I begin to suspect that what I saw in the recording is the fault of a rogue browser extension or other quirk on that particular user's system.

There's nothing else I can do if I can't reproduce the bug. But I'm reassured that if I can't reproduce it, it must be very rare, so it's not likely to affect many other users.

Conclusion: I drop it and move on to other work.

Not Staying Local

Fast forward a week. I'm using Constructor, as I do every day, and I happen to delete a task. It reappears! 😲

I treat that browser tab like a crime scene. I don't know whether I'll be able to trigger the bug again, so I want to preserve as much state as possible in the tab where it occurred. I open a separate tab and try deleting another task. It happens again! I try once more, and again, I see the bug. After a bit more experimentation, I'm also able to trigger a state where the same task appears twice, just like in the session recording.

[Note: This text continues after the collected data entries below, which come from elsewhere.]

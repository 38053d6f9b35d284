//! Schema and rule definitions
//!
//! A [`Schema`] maps property paths to [`Rule`]s. Paths use `.` to traverse
//! nested objects (`"billing.address.zip"`); when a path crosses an array,
//! the remainder applies to every element. Entry order is preserved and
//! determines error-reporting order.

use regex::Regex;

use crate::errors::ErrorCode;
use crate::predicates::{FnPredicate, Predicate, PredicateRef};
use crate::types::{TypeTag, Value};

// ============================================================================
// Error Descriptor
// ============================================================================

/// The `{code, message}` pair a rule author attaches to report on failure
///
/// Emitted verbatim on every error the rule produces. Rules without a
/// descriptor fall back to a generic code and a message naming the path.
#[derive(Debug, Clone, PartialEq)]
pub struct ErrorDescriptor {
    /// Opaque code, carried through unchanged
    pub code: ErrorCode,
    /// Human-readable message, carried through unchanged
    pub message: String,
}

impl ErrorDescriptor {
    /// Create a descriptor
    pub fn new(code: impl Into<ErrorCode>, message: impl Into<String>) -> Self {
        Self {
            code: code.into(),
            message: message.into(),
        }
    }
}

// ============================================================================
// Rule
// ============================================================================

/// Validation clauses attached to one schema path
///
/// All clauses are optional; an empty rule passes everything. Clauses are
/// evaluated in a fixed order (function, presence, type, min/max, regexp,
/// regexp_all) and the first failing clause reports the property.
#[derive(Debug, Clone, Default)]
pub struct Rule {
    /// Fail when the property is absent (default: absent passes)
    pub required: bool,
    /// Accepted type tags. `Some` with an empty set matches nothing and
    /// therefore always fails.
    pub types: Option<Vec<TypeTag>>,
    /// Lower magnitude bound (string/array length, or the number itself)
    pub min: Option<f64>,
    /// Upper magnitude bound
    pub max: Option<f64>,
    /// Patterns of which at least one must match the value's text form.
    /// `Some` with an empty set always fails.
    pub regexp: Option<Vec<Regex>>,
    /// Patterns which must all match the value's text form. `Some` with an
    /// empty set always passes.
    pub regexp_all: Option<Vec<Regex>>,
    /// Custom predicate, inline or named in the registry
    pub function: Option<PredicateRef>,
    /// Error descriptor emitted on failure
    pub error: Option<ErrorDescriptor>,
}

impl Rule {
    /// Create an empty rule (everything optional, no clauses)
    pub fn new() -> Self {
        Self::default()
    }

    /// Mark the property as required
    pub fn required(mut self) -> Self {
        self.required = true;
        self
    }

    /// Accept a single type tag
    pub fn type_tag(mut self, tag: TypeTag) -> Self {
        self.types.get_or_insert_with(Vec::new).push(tag);
        self
    }

    /// Accept any of a set of type tags. Calling with an empty set still
    /// activates the clause, which then rejects every value.
    pub fn type_tags(mut self, tags: impl IntoIterator<Item = TypeTag>) -> Self {
        self.types.get_or_insert_with(Vec::new).extend(tags);
        self
    }

    /// Set the lower magnitude bound
    pub fn min(mut self, min: impl Into<f64>) -> Self {
        self.min = Some(min.into());
        self
    }

    /// Set the upper magnitude bound
    pub fn max(mut self, max: impl Into<f64>) -> Self {
        self.max = Some(max.into());
        self
    }

    /// Add a pattern to the any-match set
    pub fn regexp(mut self, pattern: Regex) -> Self {
        self.regexp.get_or_insert_with(Vec::new).push(pattern);
        self
    }

    /// Add patterns to the any-match set
    pub fn regexps(mut self, patterns: impl IntoIterator<Item = Regex>) -> Self {
        self.regexp.get_or_insert_with(Vec::new).extend(patterns);
        self
    }

    /// Add a pattern to the all-match set
    pub fn regexp_all(mut self, pattern: Regex) -> Self {
        self.regexp_all.get_or_insert_with(Vec::new).push(pattern);
        self
    }

    /// Add patterns to the all-match set
    pub fn regexps_all(mut self, patterns: impl IntoIterator<Item = Regex>) -> Self {
        self.regexp_all.get_or_insert_with(Vec::new).extend(patterns);
        self
    }

    /// Attach an inline predicate, invoked with the enclosing record and the
    /// property name
    pub fn function<F>(mut self, check_fn: F) -> Self
    where
        F: Fn(&Value, &str) -> bool + Send + Sync + 'static,
    {
        self.function = Some(PredicateRef::Inline(std::sync::Arc::new(FnPredicate::new(
            check_fn,
        ))));
        self
    }

    /// Attach a predicate object
    pub fn predicate(mut self, predicate: impl Predicate + 'static) -> Self {
        self.function = Some(PredicateRef::Inline(std::sync::Arc::new(predicate)));
        self
    }

    /// Reference a predicate by registry name. An unregistered name fails
    /// validation for the property; it is not a call error.
    pub fn function_name(mut self, name: impl Into<String>) -> Self {
        self.function = Some(PredicateRef::Named(name.into()));
        self
    }

    /// Attach the error descriptor emitted on failure
    pub fn error(mut self, code: impl Into<ErrorCode>, message: impl Into<String>) -> Self {
        self.error = Some(ErrorDescriptor::new(code, message));
        self
    }
}

// ============================================================================
// Schema
// ============================================================================

/// Insertion-ordered mapping from property paths to rules
#[derive(Debug, Clone, Default)]
pub struct Schema {
    entries: Vec<(String, Rule)>,
}

impl Schema {
    /// Create an empty schema
    pub fn new() -> Self {
        Self::default()
    }

    /// Append a rule for a path
    pub fn rule(mut self, path: impl Into<String>, rule: Rule) -> Self {
        self.entries.push((path.into(), rule));
        self
    }

    /// Iterate entries in declaration order
    pub fn entries(&self) -> impl Iterator<Item = (&str, &Rule)> {
        self.entries.iter().map(|(path, rule)| (path.as_str(), rule))
    }

    /// Number of entries
    pub fn len(&self) -> usize {
        self.entries.len()
    }

    /// Whether the schema has no entries
    pub fn is_empty(&self) -> bool {
        self.entries.is_empty()
    }
}

impl FromIterator<(String, Rule)> for Schema {
    fn from_iter<I: IntoIterator<Item = (String, Rule)>>(iter: I) -> Self {
        Self {
            entries: iter.into_iter().collect(),
        }
    }
}

#[cfg(test)]
mod tests {
    use super::*;

    #[test]
    fn test_rule_defaults() {
        let rule = Rule::new();
        assert!(!rule.required);
        assert!(rule.types.is_none());
        assert!(rule.min.is_none());
        assert!(rule.max.is_none());
        assert!(rule.regexp.is_none());
        assert!(rule.regexp_all.is_none());
        assert!(rule.function.is_none());
        assert!(rule.error.is_none());
    }

    #[test]
    fn test_rule_builder() {
        let rule = Rule::new()
            .required()
            .type_tags([TypeTag::String, TypeTag::Date])
            .min(3)
            .max(10)
            .error(1, "one");

        assert!(rule.required);
        assert_eq!(
            rule.types.as_deref(),
            Some(&[TypeTag::String, TypeTag::Date][..])
        );
        assert_eq!(rule.min, Some(3.0));
        assert_eq!(rule.max, Some(10.0));
        assert_eq!(rule.error, Some(ErrorDescriptor::new(1, "one")));
    }

    #[test]
    fn test_empty_type_set_is_recorded() {
        // An empty tag set is not the same as "no type clause"
        let rule = Rule::new().type_tags([]);
        assert_eq!(rule.types.as_deref(), Some(&[][..]));
    }

    #[test]
    fn test_schema_preserves_order() {
        let schema = Schema::new()
            .rule("b", Rule::new())
            .rule("a", Rule::new())
            .rule("c.d", Rule::new());

        let paths: Vec<&str> = schema.entries().map(|(path, _)| path).collect();
        assert_eq!(paths, vec!["b", "a", "c.d"]);
        assert_eq!(schema.len(), 3);
        assert!(!schema.is_empty());
    }
}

Apparently, it's extremely easy to trigger the bug! Or rather, it's extremely easy to trigger it only in production. 😱

(As for how we missed the bug in QA and our team's day-to-day use of Constructor... I'll come back to that later. For now my concern was understanding and fixing the bug or finding a cheap mitigation. Simply rolling back the recent release wasn't a practical option, for reasons beyond the scope of this post.)

Conclusion: The bug is real, and it occurs only in production.

Sneak Preview

Constructor is a single-page React app, and we generate a Netlify deploy preview for all PRs. These aren't full-stack ephemeral environments, but they're still great for previewing frontend changes on production data before the changes land. Since I still can't reproduce the bug locally, my best option for debugging is to use these preview deploys.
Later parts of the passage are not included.